» EXERCISE AIM
Please copy each line of the data that includes the string "Gold".

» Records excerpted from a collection
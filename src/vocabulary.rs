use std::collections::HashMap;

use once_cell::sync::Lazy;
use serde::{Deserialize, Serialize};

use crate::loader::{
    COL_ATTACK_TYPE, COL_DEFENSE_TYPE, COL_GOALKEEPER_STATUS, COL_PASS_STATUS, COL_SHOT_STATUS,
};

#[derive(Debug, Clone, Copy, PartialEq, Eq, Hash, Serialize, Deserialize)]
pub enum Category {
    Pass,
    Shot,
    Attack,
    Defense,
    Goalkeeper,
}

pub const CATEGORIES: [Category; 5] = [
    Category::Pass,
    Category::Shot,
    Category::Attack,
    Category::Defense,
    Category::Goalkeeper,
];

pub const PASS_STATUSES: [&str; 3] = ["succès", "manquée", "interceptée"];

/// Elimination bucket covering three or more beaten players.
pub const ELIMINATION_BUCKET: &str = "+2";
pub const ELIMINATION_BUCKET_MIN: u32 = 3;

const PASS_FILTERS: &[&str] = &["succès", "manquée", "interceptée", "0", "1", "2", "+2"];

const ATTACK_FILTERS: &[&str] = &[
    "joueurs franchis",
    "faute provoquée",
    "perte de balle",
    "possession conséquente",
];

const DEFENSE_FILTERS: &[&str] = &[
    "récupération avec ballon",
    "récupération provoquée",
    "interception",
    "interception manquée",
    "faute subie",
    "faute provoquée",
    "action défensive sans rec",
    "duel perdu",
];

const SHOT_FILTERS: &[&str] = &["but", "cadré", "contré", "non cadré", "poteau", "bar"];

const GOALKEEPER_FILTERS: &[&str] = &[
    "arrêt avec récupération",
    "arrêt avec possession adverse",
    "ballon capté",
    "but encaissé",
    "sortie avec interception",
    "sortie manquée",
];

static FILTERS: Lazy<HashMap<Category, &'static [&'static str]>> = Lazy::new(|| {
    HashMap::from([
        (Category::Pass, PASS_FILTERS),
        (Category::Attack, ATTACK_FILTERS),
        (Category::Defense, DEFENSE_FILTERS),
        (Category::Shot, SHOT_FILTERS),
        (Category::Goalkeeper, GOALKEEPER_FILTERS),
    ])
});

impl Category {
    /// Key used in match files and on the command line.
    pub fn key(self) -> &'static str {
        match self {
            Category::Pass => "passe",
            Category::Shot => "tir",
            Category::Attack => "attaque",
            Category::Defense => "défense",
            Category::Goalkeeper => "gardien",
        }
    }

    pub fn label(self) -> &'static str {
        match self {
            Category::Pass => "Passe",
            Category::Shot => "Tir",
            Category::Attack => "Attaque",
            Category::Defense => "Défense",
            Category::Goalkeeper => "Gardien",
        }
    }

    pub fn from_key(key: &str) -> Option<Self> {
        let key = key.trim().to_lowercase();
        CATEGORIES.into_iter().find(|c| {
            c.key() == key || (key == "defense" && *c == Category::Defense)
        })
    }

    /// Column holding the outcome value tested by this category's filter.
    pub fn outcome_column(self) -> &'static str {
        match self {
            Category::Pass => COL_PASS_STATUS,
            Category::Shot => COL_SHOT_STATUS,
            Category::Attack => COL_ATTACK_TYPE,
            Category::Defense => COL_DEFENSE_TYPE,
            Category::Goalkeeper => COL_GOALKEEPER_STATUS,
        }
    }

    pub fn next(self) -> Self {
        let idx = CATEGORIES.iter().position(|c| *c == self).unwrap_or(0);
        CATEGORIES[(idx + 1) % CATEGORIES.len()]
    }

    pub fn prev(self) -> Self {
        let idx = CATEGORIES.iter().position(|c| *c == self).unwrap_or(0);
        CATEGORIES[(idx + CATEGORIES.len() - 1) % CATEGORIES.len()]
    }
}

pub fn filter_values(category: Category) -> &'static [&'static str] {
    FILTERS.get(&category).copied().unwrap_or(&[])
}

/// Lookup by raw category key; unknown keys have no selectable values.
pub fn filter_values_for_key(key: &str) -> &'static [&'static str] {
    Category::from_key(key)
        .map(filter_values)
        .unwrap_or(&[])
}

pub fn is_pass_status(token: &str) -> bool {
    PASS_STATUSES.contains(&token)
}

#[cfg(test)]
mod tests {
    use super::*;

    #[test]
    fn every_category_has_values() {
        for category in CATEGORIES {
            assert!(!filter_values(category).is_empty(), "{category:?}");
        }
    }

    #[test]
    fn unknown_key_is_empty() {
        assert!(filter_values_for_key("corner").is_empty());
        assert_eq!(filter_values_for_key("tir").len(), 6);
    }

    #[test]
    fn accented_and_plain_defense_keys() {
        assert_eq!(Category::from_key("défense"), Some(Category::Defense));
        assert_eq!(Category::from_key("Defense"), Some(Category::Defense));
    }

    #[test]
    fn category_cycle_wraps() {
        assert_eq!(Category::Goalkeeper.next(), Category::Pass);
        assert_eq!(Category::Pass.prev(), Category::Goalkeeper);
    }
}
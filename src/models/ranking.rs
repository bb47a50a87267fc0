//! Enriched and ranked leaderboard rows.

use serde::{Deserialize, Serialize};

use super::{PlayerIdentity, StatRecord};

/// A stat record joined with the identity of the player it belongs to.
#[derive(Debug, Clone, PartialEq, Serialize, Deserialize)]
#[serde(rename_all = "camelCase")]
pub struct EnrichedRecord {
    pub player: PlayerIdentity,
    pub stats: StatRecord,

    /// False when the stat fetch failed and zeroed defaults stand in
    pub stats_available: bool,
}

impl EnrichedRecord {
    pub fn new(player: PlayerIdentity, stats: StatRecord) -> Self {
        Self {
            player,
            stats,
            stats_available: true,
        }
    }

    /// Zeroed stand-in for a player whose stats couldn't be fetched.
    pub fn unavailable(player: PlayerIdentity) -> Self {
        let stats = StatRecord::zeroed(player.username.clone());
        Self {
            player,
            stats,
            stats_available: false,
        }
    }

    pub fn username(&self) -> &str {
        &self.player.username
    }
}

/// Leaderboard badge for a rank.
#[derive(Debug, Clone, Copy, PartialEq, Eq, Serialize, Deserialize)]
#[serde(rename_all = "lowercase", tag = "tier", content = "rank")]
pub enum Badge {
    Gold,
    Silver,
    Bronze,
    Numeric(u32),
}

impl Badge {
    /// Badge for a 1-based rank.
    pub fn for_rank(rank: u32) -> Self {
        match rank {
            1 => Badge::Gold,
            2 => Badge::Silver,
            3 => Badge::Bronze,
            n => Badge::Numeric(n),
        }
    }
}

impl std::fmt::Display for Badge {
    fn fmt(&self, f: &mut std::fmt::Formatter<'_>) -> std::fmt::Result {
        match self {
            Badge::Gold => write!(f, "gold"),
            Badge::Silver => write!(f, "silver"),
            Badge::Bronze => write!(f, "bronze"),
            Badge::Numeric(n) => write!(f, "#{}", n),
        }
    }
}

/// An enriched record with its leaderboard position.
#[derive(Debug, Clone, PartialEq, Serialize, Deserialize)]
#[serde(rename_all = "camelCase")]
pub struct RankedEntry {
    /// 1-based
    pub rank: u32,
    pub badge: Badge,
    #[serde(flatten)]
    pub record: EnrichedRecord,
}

» TASK SOLUTION
    Gold,
            1 => Badge::Gold,
            Badge::Gold => write!(f, "gold"),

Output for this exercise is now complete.